Today we celebrate the Feast of the Exaltation of the Holy Cross on which our Saviour and Lord Jesus Christ died.
The journey of this exaltation of the Holy Cross was started by St. Helen, (Helena of Constantinople – 250–330 AD), the mother of Emperor Constantine I and wife of the Roman Emperor Constantius (250-306).
After the death of her husband, Emperor Constantius, her Christian and God-fearing son, Emperor Constantine I, rose to power.
This was the beginning of the peaceful growth of Christianity because Emperor Constantine I was the first Christian emperor.
He gave orders that Christians should be given the freedom to believe whatever they wanted to believe. He converted the empire to a Christian state.
Due to this new freedom of worship, St. Helen, the emperor’s mother, with a great desire to visit the holy places in Israel and Palestine, undertook a journey in 326 AD, despite being around eighty years of age.
With so much desire to find the exact cross on which Jesus Christ had suffered and died for our sins, St. Helen arrived in Jerusalem but it proved very difficult to find that exact cross. There was no mark or tradition, even amongst the Christians at that time, to show where it lay.
This was because, The non-believers, out of their hatred for Christianity, had done everything possible to conceal the place where Our Saviour was buried.
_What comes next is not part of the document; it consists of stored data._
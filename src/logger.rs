//! Logging initialization and configuration.
//!
//! Logs are written to files under the configured base directory so they
//! never interleave with the interactive prompt. Each run creates a new log
//! file with a timestamp, e.g. `logs/rusty-calc.2026-08-28-14-30-25.log`.
//!
//! The log level can be controlled via the `RUST_LOG` environment variable
//! (`debug`, `info`, `warn`, `error`), defaulting to `info`.

use std::fs;
use std::path::Path;

use chrono::Local;
use tracing_subscriber::{fmt, layer::SubscriberExt, util::SubscriberInitExt, EnvFilter};

/// Initialize file-based logging. Failures are reported to stderr and
/// otherwise ignored; the calculator works fine without a log file.
pub fn init_logging(log_dir: &Path) {
    if let Err(e) = fs::create_dir_all(log_dir) {
        eprintln!("Warning: Failed to create logs directory: {}", e);
        return;
    }

    let timestamp = Local::now().format("%Y-%m-%d-%H-%M-%S");
    let log_path = log_dir.join(format!("rusty-calc.{}.log", timestamp));

    let log_file = match fs::File::create(&log_path) {
        Ok(file) => file,
        Err(e) => {
            eprintln!("Warning: Failed to create log file: {}", e);
            return;
        }
    };

    // Non-blocking writer so logging never stalls the prompt
    let (non_blocking, guard) = tracing_appender::non_blocking(log_file);

    let file_layer = fmt::layer()
        .with_writer(non_blocking)
        .with_ansi(false)
        .with_target(true)
        .with_line_number(true);

    let env_filter =
        EnvFilter::try_from_default_env().unwrap_or_else(|_| EnvFilter::new("info"));

    tracing_subscriber::registry()
        .with(env_filter)
        .with(file_layer)
        .init();

    // Keep the non-blocking writer alive for the entire program lifetime.
    std::mem::forget(guard);

    tracing::info!("Logging initialized - writing to {}", log_path.display());
}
They had heaped stones, boulders and rubbish and to make matters worse, built a temple to Venus on top of that place. On top of that, they erected a statue of Jupiter in the same place where Our Saviour rose from the dead.
In her pious nature, St. Helen began the task of consulting everyone in Jerusalem and near it about who would have any knowledge of the whereabouts of the cross.
Luck was on her side when she was told that if she could find the tomb where Jesus lay for three days then she could as well find the cross.
This was due to the Jewish tradition that the executioners would dig a hole near where a criminal was buried and throw in all instruments of punishment and whatever belonged to his execution.
St. Helen ordered all those monuments, buildings and statues that were built on top of Jesus’ grave to be pulled down and broken into pieces, rubbish removed and digging to start.
After digging and removing all the waste, the tomb, the three crosses, the nails which had pierced Jesus’ body, and the title which had been fixed to His cross, were found. The task now was to find, out of the three crosses, which one belonged to Jesus because the ‘INRI’ title was found separate from the crosses.
In this perplexing situation, the holy Bishop of Jerusalem, St. Macarius, through divine inspiration, gave a suggestion to St. Helen that they can plead to God to come to their aid.
He knew of one renowned lady in the city who was extremely ill and suggested to St. Helen to take the three crosses to the sick lady. St. Macarius had no doubt in his heart and mind that God would show them which cross Jesus Christ had died on.
He prayed that God would have regard for their faith, and, after his prayer, he took the crosses to the sick patient one by one. When the sick lady touched the cross of Jesus Christ she got instant healing, the other two having been tried without effect.
St. Helen was full of joy for having found the treasure which she had so earnestly sought and so highly esteemed. She built a church on the spot, and lodged the cross there with great veneration, having provided an extraordinarily rich case for it.
She afterwards carried part of the cross to her son, Emperor Constantine back home in Constantinople. The emperor received that part of the cross with great veneration.
She carried another part of the cross to Rome, to be placed in the church which she had built there. She called it The Holy Cross of Jerusalem, where it remains to this day.
St. Helen also took to The Holy Cross of Jerusalem church the title that had been put on Jesus’ cross and placed on the top of an arch, where it was found in a case of lead in 1492.
The inscription in Hebrew, Greek, and Latin is in red letters, and the wood was whitened. Thus it was in 1492, but these colors are since faded. Also the words Jesus and Judaeorum are eaten away.
The board is nine but must have been twelve, inches long. St. Helen enclosed the main part of the cross in a silver shrine and committed it to the care of St. Macarius, that it might be delivered down to posterity, as an object of veneration.
It was accordingly kept with singular care and respect in the magnificent church which she and her son built in Jerusalem.
St. Paulinus relates that, though chips were almost daily cut off from it and given to devout persons, yet the sacred wood suffered thereby no diminution.
It is affirmed by St. Cyril of Jerusalem, twenty-five years after the discovery, that pieces of the cross were spread all over the earth; he compares this wonder to the miraculous feeding of five thousand men, as recorded in the Gospel.
The discovery of the cross must have happened about the month of May, or early in the spring; for St. Helen went the same year to Constantinople, and from thence to Rome, where she died in the arms of her son on the 18th of August, 326.